Learn 4 easy strategies to avoid the clinification of music, in order to stay refreshed and healthy! Watch the video below:

If you’re inspired, or want more self-care resources, don’t forget to check out Ami’s Self-care for healthcare professionals course!

Be well, feel good, and make MUSIC – Kat

4 Comments

  1. So true!!!!! Music – for me – and in what I do – is admittedly fun!!!! And it should remain so. I’m not delving deeply into people’s inner psyche worlds. I’m often helping them stay reality-oriented — and just enjoying the aesthetics of this artform. I’m often distracting/re-channeling the elderly residents in a dementia unit – from unproductive or dangerous behavior – through the attractiveness (literally) of some of the songs.

    I try to alter the style, arrangement, rhythm, or key of the songs – to sort of give them new life – and it makes me re-discover the very familiar songs that both I and the residents know.
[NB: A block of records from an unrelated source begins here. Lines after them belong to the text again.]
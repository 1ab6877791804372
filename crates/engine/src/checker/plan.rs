// SPDX-License-Identifier: BUSL-1.1
// Copyright (c) 2026 Alfred Jean LLC

//! Plan-check instantiation: is the session sitting in plan mode?

use super::{AiChecker, CheckerConfig, VerdictDomain};
use herd_adapters::{ProbeRunner, SessionAdapter};
use herd_core::{Clock, SessionId};
use std::time::Duration;

/// Defaults for the plan checker: 60s probe timeout, 30s cooldowns,
/// 8 000 chars of context, 3 errors to disable.
pub const PLAN_CHECK_DEFAULTS: PlanCheckDefaults = PlanCheckDefaults {
    check_timeout: Duration::from_secs(60),
    cooldown: Duration::from_secs(30),
    error_cooldown: Duration::from_secs(30),
    max_context_chars: 8_000,
    max_consecutive_errors: 3,
};

#[derive(Debug, Clone, Copy)]
pub struct PlanCheckDefaults {
    pub check_timeout: Duration,
    pub cooldown: Duration,
    pub error_cooldown: Duration,
    pub max_context_chars: usize,
    pub max_consecutive_errors: u32,
}

const PLAN_PROMPT: &str = "\
You are monitoring the terminal of an interactive CLI assistant session.
Decide whether the assistant is currently presenting a plan for approval
(plan mode) or doing anything else.

Answer on the first line with exactly one word: PLAN_MODE or NOT_PLAN_MODE.
On the following lines, briefly say what in the output decided it.

Terminal output:
{output}";

/// The plan-mode verdict domain.
pub fn plan_domain() -> VerdictDomain {
    VerdictDomain {
        name: "plan-check",
        positive_token: "PLAN_MODE",
        negative_token: "NOT_PLAN_MODE",
        prompt_template: PLAN_PROMPT,
    }
}

impl<S: SessionAdapter, C: Clock> AiChecker<S, C> {
    /// Plan checker for a session, with the standard defaults.
    pub fn plan(
        session_id: SessionId,
        model: impl Into<String>,
        probe: ProbeRunner<S>,
        clock: C,
    ) -> Self {
        let d = PLAN_CHECK_DEFAULTS;
        Self::new(
            session_id,
            plan_domain(),
            CheckerConfig {
                enabled: true,
                model: model.into(),
                max_context_chars: d.max_context_chars,
                check_timeout: d.check_timeout,
                cooldown: d.cooldown,
                error_cooldown: d.error_cooldown,
                max_consecutive_errors: d.max_consecutive_errors,
            },
            probe,
            clock,
        )
    }
}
Thing is, there is so much music – songs that go back to the turn of the 20th century and right through, well, to the present – We have a ton of material to work with – so we can put aside some of the over-played/sung songs, and dig up a heap of other songs that we might not have touched in a few years – but they can be ’embraced anew’ – like good old friends we – and the clients – maybe have all but forgotten about, but can say, “Oh, yes, I remember that one” and associations and reminiscing can take place with those songs, too!!!!

    I just don’t stop having fun with music!!!! I often sit at my piano to work out or just enjoy a song that I hadn’t presented to any of my groups – and it’s enriching!!! (My main accompanying instrument in my work is the guitar, so it’s kind of neat to hear the different timbre, voicings, and physical approach to another ‘secondary instrument’ – and it’s great to also use the piano – if available – during part of a session – to give the clients that ‘different’ take on a song they might know.)
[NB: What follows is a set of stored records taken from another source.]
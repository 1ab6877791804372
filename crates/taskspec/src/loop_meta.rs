// SPDX-License-Identifier: BUSL-1.1
// Copyright (c) 2026 Alfred Jean LLC

//! Loop directive frontmatter for the supervising layer.
//!
//! The supervising controller re-prompts a session in a bounded loop; the
//! loop's state travels as frontmatter on the instruction document. The
//! parse is maximally forgiving: unrecognised numerics fall back to `0`
//! for the iteration counter and unlimited for the cap.

use crate::frontmatter::{Document, Value};
use crate::spec::canonical_phrase;
use serde::{Deserialize, Serialize};

/// Parsed loop directive.
#[derive(Debug, Clone, PartialEq, Serialize, Deserialize, Default)]
#[serde(rename_all = "kebab-case")]
pub struct LoopMeta {
    pub enabled: bool,
    pub iteration: u64,
    #[serde(default, skip_serializing_if = "Option::is_none")]
    pub max_iterations: Option<u64>,
    #[serde(default, skip_serializing_if = "Option::is_none")]
    pub completion_promise: Option<String>,
}

impl LoopMeta {
    /// Parse the loop keys out of a frontmatter document. A document
    /// without frontmatter yields the disabled default.
    pub fn parse(text: &str) -> Self {
        let Ok(doc) = Document::parse(text) else {
            return Self::default();
        };
        Self::from_document(&doc)
    }

    pub fn from_document(doc: &Document) -> Self {
        let enabled = doc.get("enabled").and_then(Value::as_bool).unwrap_or(false);

        let iteration = doc
            .get("iteration")
            .and_then(Value::as_i64)
            .filter(|n| *n >= 0)
            .map(|n| n as u64)
            .unwrap_or(0);

        let max_iterations = doc
            .get("max-iterations")
            .and_then(Value::as_i64)
            .filter(|n| *n > 0)
            .map(|n| n as u64);

        let completion_promise = doc
            .get("completion-promise")
            .and_then(Value::coerce_string)
            .filter(|s| !s.trim().is_empty())
            .map(|s| canonical_phrase(&s));

        Self {
            enabled,
            iteration,
            max_iterations,
            completion_promise,
        }
    }

    /// Whether another iteration may run.
    pub fn may_continue(&self) -> bool {
        self.enabled
            && self
                .max_iterations
                .is_none_or(|max| self.iteration < max)
    }
}

#[cfg(test)]
#[path = "loop_meta_tests.rs"]
mod tests;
    Anyway, I could go on and on, but, yes, we need to make music part of our recreation life – concerts, jam sessions, composing – all that helps remind us why we wanted music – in the first place – to be the center of our career lives, and that we need to keep it around the other parts of our lives – it’s fun and it supports and upholds our optimal well-being, too!!!!

    • You’re so good Edy, and I always enjoy reading your comments – Thanks for sharing YOUR experience, as I’m sure it applies to many many others! Awesome –

  2. Self Care in keeping a clear creative process is akin to keeping your human relationships fresh, your marriage renewed – that is exactly the case, Ami. Each of us travels the journey, takes on new challenges including self-exploration with our own music. Take time to write, play w friends [even music therapists!], and writing out a new chart for some existing music. I loved re-introducing myself to the mountain and hammered dulcimer and can’t wait to get to old-time music fests; then I added Swiss traditional music, accompanying the Eurgli [diatonic accordian] and wind instruments and playing a festival or two [actually had a great ‘teacher’ who wrote out fresh charts in 2 keys. All this is exciting, yes, but not without its own sets of stressors including ‘the boys [ladies] in the band’
    I add a good dose of prayer, stir frequently, drink deeply!